Fortunately, some OS's let you control this behavior: on Linux, you can tune swappiness down to 0 (most Linux distros default this to a highish number); Windows also has a checkbox, under My Computer -> Properties -> Advanced -> Performance Settings -> Advanced -> Memory Usage, that lets you favor Programs or System Cache, that's likely doing something similar.

There are low-level IO flags that these programs are supposed to use so that the OS knows not to cache the pages they access, but sometimes the processes fail to use them or cannot use them (for example, they are not yet exposed to Java), and even if they do, sometimes the OS ignores them!


When swapping is OK

If your computer never runs any interactive processes, ie, a process where a human is blocked (waiting) on the other end for something to happen, and only runs batch processes which tend to be active at different times, then swapping can be an overall win since it allows that process which is active to make nearly-full use of the available RAM. Net/net, over time, this will give greater overall throughput for the batch processes on the machine.

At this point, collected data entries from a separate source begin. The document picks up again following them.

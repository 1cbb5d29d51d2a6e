//! Output formatting for pipeline results, classifications, health checks
//! and configuration.
//!
//! JSON and YAML serialize the same structures the task API receives; the
//! human format is meant for terminals.

use anyhow::{Context, Result};
use serde::{Deserialize, Serialize};
use std::collections::BTreeMap;

use crate::classify::ErrorClass;
use crate::config::HealboxConfig;
use crate::pipeline::{AttemptOutcome, PipelineResult, Status};

const RULE: &str = "\u{2501}\u{2501}\u{2501}\u{2501}\u{2501}\u{2501}\u{2501}\u{2501}\u{2501}\u{2501}\u{2501}\u{2501}\u{2501}\u{2501}\u{2501}\u{2501}\u{2501}\u{2501}\u{2501}\u{2501}\u{2501}\u{2501}\u{2501}\u{2501}\u{2501}\u{2501}\u{2501}\u{2501}\u{2501}\u{2501}\u{2501}\u{2501}\u{2501}\u{2501}\u{2501}\u{2501}\u{2501}\u{2501}\u{2501}\u{2501}";

#[derive(Debug, Clone, Copy, PartialEq, Eq)]
pub enum OutputFormat {
    /// JSON format (machine-readable)
    Json,
    /// YAML format
    Yaml,
    /// Human-readable formatted text
    Human,
}

/// Result of one `classify` invocation
#[derive(Debug, Clone, Serialize, Deserialize)]
pub struct Classification {
    pub classification: ErrorClass,
    pub message: String,
}

pub struct OutputFormatter {
    format: OutputFormat,
}

impl OutputFormatter {
    pub fn new(format: OutputFormat) -> Self {
        Self { format }
    }

    pub fn format_result(&self, result: &PipelineResult) -> Result<String> {
        match self.format {
            OutputFormat::Json => serde_json::to_string_pretty(result)
                .context("Failed to serialize pipeline result to JSON"),
            OutputFormat::Yaml => {
                serde_yaml::to_string(result).context("Failed to serialize pipeline result to YAML")
            }
            OutputFormat::Human => Ok(self.format_result_human(result)),
        }
    }

    pub fn format_classification(&self, classification: &Classification) -> Result<String> {
        match self.format {
            OutputFormat::Json => serde_json::to_string_pretty(classification)
                .context("Failed to serialize classification to JSON"),
            OutputFormat::Yaml => serde_yaml::to_string(classification)
                .context("Failed to serialize classification to YAML"),
            OutputFormat::Human => Ok(format!("{}\n", classification.classification)),
        }
    }

    pub fn format_health(&self, health: &BTreeMap<String, HealthStatus>) -> Result<String> {
        match self.format {
            OutputFormat::Json => serde_json::to_string_pretty(health)
                .context("Failed to serialize health status to JSON"),
            OutputFormat::Yaml => {
                serde_yaml::to_string(health).context("Failed to serialize health status to YAML")
            }
            OutputFormat::Human => Ok(self.format_health_human(health)),
        }
    }

    pub fn format_health_with_config(
        &self,
        health: &BTreeMap<String, HealthStatus>,
        config: &HealboxConfig,
    ) -> Result<String> {
        match self.format {
            OutputFormat::Json => {
                let output = serde_json::json!({
                    "health_status": health,
                    "configuration": config.to_display_map(),
                });
                serde_json::to_string_pretty(&output)
                    .context("Failed to serialize health status with config to JSON")
            }
            OutputFormat::Yaml => {
                let output = serde_json::json!({
                    "health_status": health,
                    "configuration": config.to_display_map(),
                });
                serde_yaml::to_string(&output)
                    .context("Failed to serialize health status with config to YAML")
            }
            OutputFormat::Human => {
                let mut output = self.format_health_human(health);
                output.push('\n');
                output.push_str(&self.format_config_human(config));
                Ok(output)
            }
        }
    }

    fn format_result_human(&self, result: &PipelineResult) -> String {
        let mut output = String::new();

        match result.status {
            Status::Success => output.push_str("\u{2713} Pipeline succeeded\n"),
            Status::Failed => output.push_str("\u{2717} Pipeline failed\n"),
        }
        output.push_str(RULE);
        output.push_str("\n\n");

        output.push_str(&format!("Task:      {}\n", result.task_id));
        output.push_str(&format!("Run:       {}\n", result.run_id));
        output.push_str(&format!("Status:    {}\n", result.status));
        output.push_str(&format!("Step:      {}\n", result.step));
        output.push_str(&format!("Attempts:  {}\n", result.attempts));
        if let Some(class) = result.classification {
            output.push_str(&format!("Class:     {}\n", class));
        }
        output.push('\n');

        if !result.attempt_records.is_empty() {
            output.push_str("Attempts:\n");
            let last = result.attempt_records.len() - 1;
            for (i, record) in result.attempt_records.iter().enumerate() {
                let connector = if i == last { "\u{2514}" } else { "\u{251C}" };
                let symbol = match record.outcome {
                    AttemptOutcome::Success => "\u{2713}",
                    AttemptOutcome::Failure => "\u{2717}",
                    AttemptOutcome::Timeout => "\u{29D6}",
                };
                output.push_str(&format!(
                    "{}\u{2500} #{} {} {} ({}ms)\n",
                    connector, record.index, symbol, record.snapshot_ref, record.duration_ms
                ));
            }
            output.push('\n');
        }

        if let Some(path) = &result.artifact_path {
            output.push_str(&format!("Artifact:  {}\n", path.display()));
        }
        if let Some(deployment) = &result.deployment {
            output.push_str(&format!(
                "Deployed:  {} ({})\n",
                deployment.url, deployment.container
            ));
        }

        output.push_str(&format!("\n{}\n", result.summary));

        if let Some(detail) = &result.error_detail {
            output.push_str("\nError detail:\n");
            for line in detail.lines().take(20) {
                output.push_str(&format!("  {}\n", line));
            }
        }

        output.push_str(&format!("\nFinished in {}ms\n", result.duration_ms));
        output
    }

    fn format_health_human(&self, health: &BTreeMap<String, HealthStatus>) -> String {
        let mut output = String::new();

        output.push_str("Health Status\n");
        output.push_str(RULE);
        output.push_str("\n\n");

        for (name, status) in health {
            let symbol = if status.available {
                "\u{2713}"
            } else {
                "\u{2717}"
            };
            output.push_str(&format!("{} {}\n", symbol, name));
            output.push_str(&format!("  {}\n", status.message));
            if let Some(details) = &status.details {
                output.push_str(&format!("  {}\n", details));
            }
            output.push('\n');
        }

        let available = health.values().filter(|s| s.available).count();
        output.push_str(&format!("Summary: {}/{} available\n", available, health.len()));
        output
    }

    fn format_config_human(&self, config: &HealboxConfig) -> String {
        let mut output = String::new();
        output.push_str("Configuration\n");
        output.push_str(RULE);
        output.push_str("\n\n");
        for (key, value) in config.to_display_map() {
            output.push_str(&format!("  {:<20} {}\n", key, value));
        }
        output
    }
}

/// Availability of one external dependency
#[derive(Debug, Clone, Serialize, Deserialize)]
pub struct HealthStatus {
    pub available: bool,
    pub message: String,
    #[serde(skip_serializing_if = "Option::is_none")]
    pub details: Option<String>,
}

impl HealthStatus {
    pub fn available(message: String) -> Self {
        Self {
            available: true,
            message,
            details: None,
        }
    }

    pub fn unavailable(message: String) -> Self {
        Self {
            available: false,
            message,
            details: None,
        }
    }

    pub fn with_details(mut self, details: String) -> Self {
        self.details = Some(details);
        self
    }
}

But, remember that the server running your web-site is an interactive process; if your server processes (web/app server, database, search server, etc.) are stuck swapping, your site has for all intents and purposes become unusable to your users.


This is a fixable problem

Most processes have known data structures that consume substantial RAM, and in many cases these processes could easily discard and later regenerate their data structures in much less time than even a single page fault. Caches can simply be pruned or discarded since they will self-regenerate over time.

These data structures should never be swapped out, since regeneration is far cheaper. Somehow the OS should ask each RAM-intensive and least-recently-accessed process to discard its data structures to free up RAM, instead of swapping out the pages occupied by the data structure. Of course, this would require a tighter interaction between the OS and processes than exists today; Java's SoftReference is close, except this only works within a single JVM, and does not interact with the OS.


What can you do?

Until this problem is solved for real, the simplest workaround is to disable swapping entirely, and stuff as much RAM as you can into the machine. RAM is cheap, memory modules are dense, and modern motherboards accept many modules. This is what I do.

Of course, with this approach, when you run out of RAM stuff will start failing. If the software is well written, it'll fail gracefully: your browser will tell you it cannot open a new window or visit a new page. If it's poorly written it will simply crash, thus quickly freeing up RAM and hopefully not losing any data or corrupting any files in the process. Linux takes the simple draconian approach of picking a memory hogging process and SIGKILL'ing it.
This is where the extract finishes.